Exercise prompt:
Only lines with the string "GraphNode" are wanted. Pull them out of the data.

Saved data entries

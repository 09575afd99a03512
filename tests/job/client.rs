use std::{
    collections::VecDeque,
    sync::{
        Arc, Mutex,
        atomic::{AtomicUsize, Ordering},
    },
    time::Duration,
};

use async_trait::async_trait;
use pin_analyzer::{
    events::{AnalysisEvent, AnalysisEventBus},
    job::{
        AnalysisBackend, AnalysisError, AnalysisErrorKind, JobClient, PollPolicy,
        error::poll_transport_failed,
    },
    report::{AnalysisReport, JobId, JobStatus, JobStatusResponse},
};
use tokio::time::Instant;
use tokio_util::sync::CancellationToken;

#[derive(Default)]
struct ScriptedBackend {
    script: Mutex<VecDeque<Result<JobStatusResponse, AnalysisError>>>,
    latency: Duration,
    submissions: AtomicUsize,
    in_flight: AtomicUsize,
    max_in_flight: AtomicUsize,
    fetch_starts: Mutex<Vec<Instant>>,
}

impl ScriptedBackend {
    fn new(script: Vec<Result<JobStatusResponse, AnalysisError>>) -> Self {
        Self {
            script: Mutex::new(script.into()),
            ..Self::default()
        }
    }

    fn with_latency(mut self, latency: Duration) -> Self {
        self.latency = latency;
        self
    }

    fn fetch_count(&self) -> usize {
        self.fetch_starts.lock().expect("lock should succeed").len()
    }

    fn fetch_offsets(&self, started: Instant) -> Vec<Duration> {
        self.fetch_starts
            .lock()
            .expect("lock should succeed")
            .iter()
            .map(|at| at.duration_since(started))
            .collect()
    }
}

#[async_trait]
impl AnalysisBackend for ScriptedBackend {
    async fn submit_query(&self, _query: &str) -> Result<JobId, AnalysisError> {
        self.submissions.fetch_add(1, Ordering::SeqCst);
        Ok("job-1".to_string())
    }

    async fn fetch_job(&self, _job_id: &str) -> Result<JobStatusResponse, AnalysisError> {
        self.fetch_starts
            .lock()
            .expect("lock should succeed")
            .push(Instant::now());
        let current = self.in_flight.fetch_add(1, Ordering::SeqCst) + 1;
        self.max_in_flight.fetch_max(current, Ordering::SeqCst);

        if !self.latency.is_zero() {
            tokio::time::sleep(self.latency).await;
        }

        self.in_flight.fetch_sub(1, Ordering::SeqCst);
        self.script
            .lock()
            .expect("lock should succeed")
            .pop_front()
            .unwrap_or(Ok(JobStatusResponse::Pending))
    }
}

fn completed() -> JobStatusResponse {
    JobStatusResponse::Completed {
        result: Some(AnalysisReport {
            report_title: "report".to_string(),
            ..AnalysisReport::default()
        }),
    }
}

fn client(backend: Arc<ScriptedBackend>) -> JobClient {
    JobClient::new(backend, PollPolicy::default())
}

#[tokio::test(start_paused = true)]
async fn given_job_completing_on_third_tick_when_polling_then_polls_every_interval() {
    let backend = Arc::new(ScriptedBackend::new(vec![
        Ok(JobStatusResponse::Pending),
        Ok(JobStatusResponse::Pending),
        Ok(completed()),
    ]));
    let client = client(Arc::clone(&backend));
    let started = Instant::now();

    let job = client
        .poll_until_terminal("job-1", &CancellationToken::new())
        .await
        .expect("job should complete");

    assert_eq!(job.status, JobStatus::Completed);
    assert_eq!(job.job_id, "job-1");
    assert!(job.result.is_some());
    assert_eq!(
        backend.fetch_offsets(started),
        vec![
            Duration::from_secs(3),
            Duration::from_secs(6),
            Duration::from_secs(9)
        ]
    );
    assert_eq!(started.elapsed(), Duration::from_secs(9));
}

#[tokio::test(start_paused = true)]
async fn given_job_never_settles_when_polling_then_times_out_at_deadline() {
    let backend = Arc::new(ScriptedBackend::new(Vec::new()));
    let client = client(Arc::clone(&backend));
    let started = Instant::now();

    let err = client
        .poll_until_terminal("job-1", &CancellationToken::new())
        .await
        .expect_err("polling should time out");

    assert_eq!(err.kind, AnalysisErrorKind::PollTimeout);
    assert_eq!(err.job_id.as_deref(), Some("job-1"));
    assert_eq!(started.elapsed(), Duration::from_secs(300));
    assert!(err.to_string().contains("300000ms"), "unexpected error: {err}");
    // Ticks at 3s..=297s poll; the tick coinciding with the deadline does not.
    assert_eq!(backend.fetch_count(), 99);
}

#[tokio::test(start_paused = true)]
async fn given_custom_policy_when_polling_then_timeout_follows_policy() {
    let backend = Arc::new(ScriptedBackend::new(Vec::new()));
    let client = JobClient::new(
        Arc::clone(&backend) as Arc<dyn AnalysisBackend>,
        PollPolicy {
            interval: Duration::from_millis(500),
            timeout: Duration::from_millis(1_750),
        },
    );
    let started = Instant::now();

    let err = client
        .poll_until_terminal("job-1", &CancellationToken::new())
        .await
        .expect_err("polling should time out");

    assert_eq!(err.kind, AnalysisErrorKind::PollTimeout);
    assert_eq!(started.elapsed(), Duration::from_millis(1_750));
    assert_eq!(backend.fetch_count(), 3);
}

#[tokio::test(start_paused = true)]
async fn given_transport_error_when_polling_then_aborts_without_retry() {
    let backend = Arc::new(ScriptedBackend::new(vec![
        Ok(JobStatusResponse::Pending),
        Err(poll_transport_failed("job-1", "connection reset").with_http_status(502)),
        Ok(completed()),
    ]));
    let client = client(Arc::clone(&backend));
    let started = Instant::now();

    let err = client
        .poll_until_terminal("job-1", &CancellationToken::new())
        .await
        .expect_err("transport error should abort polling");

    assert_eq!(err.kind, AnalysisErrorKind::PollTransport);
    assert_eq!(err.http_status, Some(502));
    assert_eq!(err.user_message(), "분석 중 오류가 발생했습니다.");
    assert_eq!(backend.fetch_count(), 2);
    assert_eq!(started.elapsed(), Duration::from_secs(6));
}

#[tokio::test(start_paused = true)]
async fn given_failed_job_when_polling_then_returns_failed_job() {
    let backend = Arc::new(ScriptedBackend::new(vec![Ok(JobStatusResponse::Failed {
        error: Some("agent crashed".to_string()),
    })]));
    let client = client(Arc::clone(&backend));

    let job = client
        .poll_until_terminal("job-1", &CancellationToken::new())
        .await
        .expect("failed is a terminal status");

    assert_eq!(job.status, JobStatus::Failed);
    assert_eq!(job.error.as_deref(), Some("agent crashed"));
    assert_eq!(backend.fetch_count(), 1);
}

#[tokio::test(start_paused = true)]
async fn given_cancellation_when_polling_then_stops_with_cancelled() {
    let backend = Arc::new(ScriptedBackend::new(Vec::new()));
    let client = client(Arc::clone(&backend));
    let cancel = CancellationToken::new();
    let trigger = cancel.clone();
    tokio::spawn(async move {
        tokio::time::sleep(Duration::from_secs(4)).await;
        trigger.cancel();
    });

    let err = client
        .poll_until_terminal("job-1", &cancel)
        .await
        .expect_err("cancellation should stop polling");

    assert_eq!(err.kind, AnalysisErrorKind::Cancelled);
    assert_eq!(backend.fetch_count(), 1);

    tokio::time::sleep(Duration::from_secs(30)).await;
    assert_eq!(backend.fetch_count(), 1, "no poll may outlive the task");
}

#[tokio::test(start_paused = true)]
async fn given_slow_backend_when_polling_then_polls_never_overlap() {
    let backend = Arc::new(
        ScriptedBackend::new(vec![
            Ok(JobStatusResponse::Pending),
            Ok(JobStatusResponse::Pending),
            Ok(completed()),
        ])
        .with_latency(Duration::from_secs(5)),
    );
    let client = client(Arc::clone(&backend));

    let job = client
        .poll_until_terminal("job-1", &CancellationToken::new())
        .await
        .expect("job should complete");

    assert_eq!(job.status, JobStatus::Completed);
    assert_eq!(backend.max_in_flight.load(Ordering::SeqCst), 1);
    assert_eq!(backend.fetch_count(), 3);
}

#[tokio::test(start_paused = true)]
async fn given_poll_in_flight_at_deadline_when_polling_then_deadline_cancels_it() {
    let backend = Arc::new(ScriptedBackend::new(vec![Ok(completed())]).with_latency(Duration::from_secs(10)));
    let client = JobClient::new(
        Arc::clone(&backend) as Arc<dyn AnalysisBackend>,
        PollPolicy {
            interval: Duration::from_secs(3),
            timeout: Duration::from_secs(5),
        },
    );
    let started = Instant::now();

    let err = client
        .poll_until_terminal("job-1", &CancellationToken::new())
        .await
        .expect_err("deadline should win over the slow poll");

    assert_eq!(err.kind, AnalysisErrorKind::PollTimeout);
    assert_eq!(started.elapsed(), Duration::from_secs(5));
    assert_eq!(backend.fetch_count(), 1);
}

#[tokio::test]
async fn given_blank_query_when_submitting_then_rejects_before_io() {
    let backend = Arc::new(ScriptedBackend::new(Vec::new()));
    let client = client(Arc::clone(&backend));

    let err = client
        .submit_query("   \n")
        .await
        .expect_err("blank query should be rejected");

    assert_eq!(err.kind, AnalysisErrorKind::InvalidQuery);
    assert_eq!(err.user_message(), "검색어를 입력해주세요");
    assert_eq!(backend.submissions.load(Ordering::SeqCst), 0);
}

#[tokio::test(start_paused = true)]
async fn given_event_bus_when_job_runs_then_publishes_progress() {
    let backend = Arc::new(ScriptedBackend::new(vec![
        Ok(JobStatusResponse::Pending),
        Ok(completed()),
    ]));
    let events = AnalysisEventBus::default();
    let mut receiver = events.subscribe();
    let client = client(Arc::clone(&backend)).with_events(events);

    let job_id = client
        .submit_query("  이재명  ")
        .await
        .expect("submission should succeed");
    client
        .poll_until_terminal(&job_id, &CancellationToken::new())
        .await
        .expect("job should complete");

    assert_eq!(
        receiver.drain(),
        vec![
            AnalysisEvent::JobSubmitted {
                job_id: "job-1".to_string(),
                query: "이재명".to_string(),
            },
            AnalysisEvent::JobPolled {
                job_id: "job-1".to_string(),
                attempt: 1,
                status: JobStatus::Pending,
            },
            AnalysisEvent::JobPolled {
                job_id: "job-1".to_string(),
                attempt: 2,
                status: JobStatus::Completed,
            },
        ]
    );
}
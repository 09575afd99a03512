pub mod cli;
pub mod config;
pub mod events;
pub mod graph;
pub mod job;
pub mod logging;
pub mod render;
pub mod report;
pub mod session;
pub mod stock;
use std::{collections::HashSet, sync::OnceLock};

use regex::Regex;
use serde::{Deserialize, Serialize};

use crate::report::{AnalysisReport, Evidence};

pub const INPUT_NODE_ID: &str = "input-1";
pub const UNKNOWN_POLITICIAN_LABEL: &str = "Unknown";
pub const UNKNOWN_SECTOR_LABEL: &str = "Unknown Sector";
pub const MISSING_IMPACT_TEXT: &str = "No description available";

#[derive(Debug, Clone, Copy, PartialEq, Eq, Hash, PartialOrd, Ord, Serialize, Deserialize)]
#[serde(rename_all = "snake_case")]
pub enum NodeKind {
    Input,
    Policy,
    Sector,
    Enterprise,
}

impl NodeKind {
    /// Left-to-right column order of the layered graph.
    pub const COLUMN_ORDER: [NodeKind; 4] = [
        NodeKind::Input,
        NodeKind::Policy,
        NodeKind::Sector,
        NodeKind::Enterprise,
    ];

    pub fn column(self) -> usize {
        match self {
            NodeKind::Input => 0,
            NodeKind::Policy => 1,
            NodeKind::Sector => 2,
            NodeKind::Enterprise => 3,
        }
    }

    pub fn as_str(self) -> &'static str {
        match self {
            NodeKind::Input => "input",
            NodeKind::Policy => "policy",
            NodeKind::Sector => "sector",
            NodeKind::Enterprise => "enterprise",
        }
    }
}

#[derive(Debug, Clone, PartialEq, Eq, Serialize, Deserialize)]
#[serde(tag = "kind", rename_all = "snake_case")]
pub enum NodeDetail {
    Input,
    Policy {
        policy: String,
        evidence: Vec<Evidence>,
    },
    Sector {
        sector: String,
        impact_description: String,
    },
    Enterprise {
        symbol: Option<String>,
    },
}

#[derive(Debug, Clone, PartialEq, Eq, Serialize, Deserialize)]
pub struct GraphNode {
    pub id: String,
    pub kind: NodeKind,
    pub label: String,
    pub detail: NodeDetail,
}

impl GraphNode {
    /// Company names behind an enterprise label; comma-joined labels name several.
    pub fn companies(&self) -> Vec<&str> {
        if self.kind != NodeKind::Enterprise {
            return Vec::new();
        }
        split_company_label(&self.label)
    }
}

#[derive(Debug, Clone, PartialEq, Eq, Serialize, Deserialize)]
pub struct GraphEdge {
    pub id: String,
    pub source: String,
    pub target: String,
}

impl GraphEdge {
    fn between(source: &str, target: &str) -> Self {
        Self {
            id: format!("edge-{source}-{target}"),
            source: source.to_string(),
            target: target.to_string(),
        }
    }
}

#[derive(Debug, Clone, Default, PartialEq, Eq, Serialize, Deserialize)]
pub struct InfluenceGraph {
    nodes: Vec<GraphNode>,
    edges: Vec<GraphEdge>,
}

impl InfluenceGraph {
    pub fn from_report(report: &AnalysisReport) -> Self {
        let chains = &report.influence_chains;
        if chains.is_empty() {
            tracing::warn!(target: "graph", title = %report.report_title, "report_has_no_influence_chains");
            return Self::default();
        }

        let politician = chains
            .first()
            .map(|chain| chain.politician.trim())
            .filter(|name| !name.is_empty())
            .unwrap_or(UNKNOWN_POLITICIAN_LABEL);

        let mut policies = Vec::with_capacity(chains.len());
        let mut sectors = Vec::with_capacity(chains.len());
        let mut enterprises = Vec::new();

        for (idx, chain) in chains.iter().enumerate() {
            let policy = chain.policy_label().to_string();
            policies.push(GraphNode {
                id: format!("policy-{idx}"),
                kind: NodeKind::Policy,
                label: policy.clone(),
                detail: NodeDetail::Policy {
                    policy,
                    evidence: chain.evidence.clone(),
                },
            });

            let sector = non_blank_or(&chain.industry_or_sector, UNKNOWN_SECTOR_LABEL);
            sectors.push(GraphNode {
                id: format!("sector-{idx}"),
                kind: NodeKind::Sector,
                label: sector.clone(),
                detail: NodeDetail::Sector {
                    sector,
                    impact_description: non_blank_or(
                        &chain.impact_description,
                        MISSING_IMPACT_TEXT,
                    ),
                },
            });

            for (company_idx, company) in chain.companies.iter().enumerate() {
                if company.trim().is_empty() {
                    continue;
                }
                enterprises.push(GraphNode {
                    id: format!("enterprise-{idx}-{company_idx}"),
                    kind: NodeKind::Enterprise,
                    label: company.clone(),
                    detail: NodeDetail::Enterprise {
                        symbol: extract_symbol(company),
                    },
                });
            }
        }

        let mut nodes = Vec::with_capacity(1 + policies.len() + sectors.len() + enterprises.len());
        nodes.push(GraphNode {
            id: INPUT_NODE_ID.to_string(),
            kind: NodeKind::Input,
            label: politician.to_string(),
            detail: NodeDetail::Input,
        });
        nodes.extend(policies);
        nodes.extend(sectors);
        nodes.extend(enterprises);

        let edges = derive_edges(&nodes);
        tracing::debug!(
            target: "graph",
            nodes = nodes.len(),
            edges = edges.len(),
            chains = chains.len(),
            "influence_graph_built"
        );

        Self { nodes, edges }
    }

    pub fn is_empty(&self) -> bool {
        self.nodes.is_empty()
    }

    pub fn nodes(&self) -> &[GraphNode] {
        &self.nodes
    }

    pub fn edges(&self) -> &[GraphEdge] {
        &self.edges
    }

    pub fn node(&self, id: &str) -> Option<&GraphNode> {
        self.nodes.iter().find(|node| node.id == id)
    }

    pub fn nodes_of(&self, kind: NodeKind) -> impl Iterator<Item = &GraphNode> {
        self.nodes.iter().filter(move |node| node.kind == kind)
    }

    pub fn outgoing(&self, source: &str) -> impl Iterator<Item = &GraphEdge> {
        self.edges.iter().filter(move |edge| edge.source == source)
    }

    pub fn has_enterprises(&self) -> bool {
        self.nodes_of(NodeKind::Enterprise).next().is_some()
    }
}

/// Adjacency is carried only by id convention: `input-1 → policy-i → sector-i → enterprise-i-j`.
pub fn derive_edges(nodes: &[GraphNode]) -> Vec<GraphEdge> {
    let ids: HashSet<&str> = nodes.iter().map(|node| node.id.as_str()).collect();
    let mut edges = Vec::new();

    for input in nodes.iter().filter(|node| node.kind == NodeKind::Input) {
        for policy in nodes.iter().filter(|node| node.kind == NodeKind::Policy) {
            edges.push(GraphEdge::between(&input.id, &policy.id));
        }
    }

    for policy in nodes.iter().filter(|node| node.kind == NodeKind::Policy) {
        let Some(idx) = policy.id.strip_prefix("policy-") else {
            continue;
        };
        let sector_id = format!("sector-{idx}");
        if ids.contains(sector_id.as_str()) {
            edges.push(GraphEdge::between(&policy.id, &sector_id));
        }
    }

    for sector in nodes.iter().filter(|node| node.kind == NodeKind::Sector) {
        let Some(idx) = sector.id.strip_prefix("sector-") else {
            continue;
        };
        let prefix = format!("enterprise-{idx}-");
        for enterprise in nodes
            .iter()
            .filter(|node| node.kind == NodeKind::Enterprise && node.id.starts_with(&prefix))
        {
            edges.push(GraphEdge::between(&sector.id, &enterprise.id));
        }
    }

    edges
}

pub fn split_company_label(label: &str) -> Vec<&str> {
    label
        .split(',')
        .map(str::trim)
        .filter(|company| !company.is_empty())
        .collect()
}

/// Listing code written in parentheses, e.g. `동신건설 (025950)`.
pub fn extract_symbol(company: &str) -> Option<String> {
    static SYMBOL: OnceLock<Regex> = OnceLock::new();
    let symbol = SYMBOL.get_or_init(|| Regex::new(r"\((\d+)\)").expect("symbol pattern must compile"));
    symbol
        .captures(company)
        .and_then(|captures| captures.get(1))
        .map(|code| code.as_str().to_string())
}

fn non_blank_or(value: &str, fallback: &str) -> String {
    if value.trim().is_empty() {
        fallback.to_string()
    } else {
        value.to_string()
    }
}
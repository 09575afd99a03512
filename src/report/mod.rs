pub mod types;

pub use types::{
    AnalysisJob, AnalysisReport, Evidence, InfluenceChain, JobId, JobStatus, JobStatusResponse,
    PriceDirection, StockPriceQuote, StockPriceResponse, SubmitJobResponse,
    UNLINKED_POLICY_LABEL,
};
mod fixtures;
mod model;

Task result:
pub struct GraphNode {
impl GraphNode {
    nodes: Vec<GraphNode>,
            policies.push(GraphNode {
            sectors.push(GraphNode {
                enterprises.push(GraphNode {
        nodes.push(GraphNode {
    pub fn nodes(&self) -> &[GraphNode] {
    pub fn node(&self, id: &str) -> Option<&GraphNode> {
    pub fn nodes_of(&self, kind: NodeKind) -> impl Iterator<Item = &GraphNode> {
pub fn derive_edges(nodes: &[GraphNode]) -> Vec<GraphEdge> {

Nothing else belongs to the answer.